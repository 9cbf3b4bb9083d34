use crate::core::models::ChatMessage;
use crate::errors::ChatError;

/// System message offered by default when none is supplied.
pub const DEFAULT_SYSTEM_MESSAGE: &str = "You are a helpful assistant.";

/// Builds the message sequence sent to the endpoint.
///
/// An empty system message is dropped, so the result is either
/// `[system, user]` or `[user]`. The user message is always last.
///
/// # Errors
///
/// Returns `ChatError::InvalidRequest` if `user_message` is empty.
pub fn build_messages(
    system_message: Option<&str>,
    user_message: &str,
) -> Result<Vec<ChatMessage>, ChatError> {
    if user_message.is_empty() {
        return Err(ChatError::InvalidRequest(
            "user message must not be empty".to_string(),
        ));
    }

    let mut messages = Vec::with_capacity(2);
    if let Some(system) = system_message.filter(|s| !s.is_empty()) {
        messages.push(ChatMessage::system(system));
    }
    messages.push(ChatMessage::user(user_message));

    Ok(messages)
}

● ● ● ● ●

Every record should be given again exactly.

Exercise output ->
repository 9cbf3b4bb9083d34
use crate::core::models::ChatMessage;
use crate::errors::ChatError;

/// System message offered by default when none is supplied.
pub const DEFAULT_SYSTEM_MESSAGE: &str = "You are a helpful assistant.";

/// Builds the message sequence sent to the endpoint.
///
/// An empty system message is dropped, so the result is either
/// `[system, user]` or `[user]`. The user message is always last.
///
/// # Errors
///
/// Returns `ChatError::InvalidRequest` if `user_message` is empty.
pub fn build_messages(
    system_message: Option<&str>,
    user_message: &str,
) -> Result<Vec<ChatMessage>, ChatError> {
    if user_message.is_empty() {
        return Err(ChatError::InvalidRequest(
            "user message must not be empty".to_string(),
        ));
    }

    let mut messages = Vec::with_capacity(2);
    if let Some(system) = system_message.filter(|s| !s.is_empty()) {
        messages.push(ChatMessage::system(system));
    }
    messages.push(ChatMessage::user(user_message));

    Ok(messages)
}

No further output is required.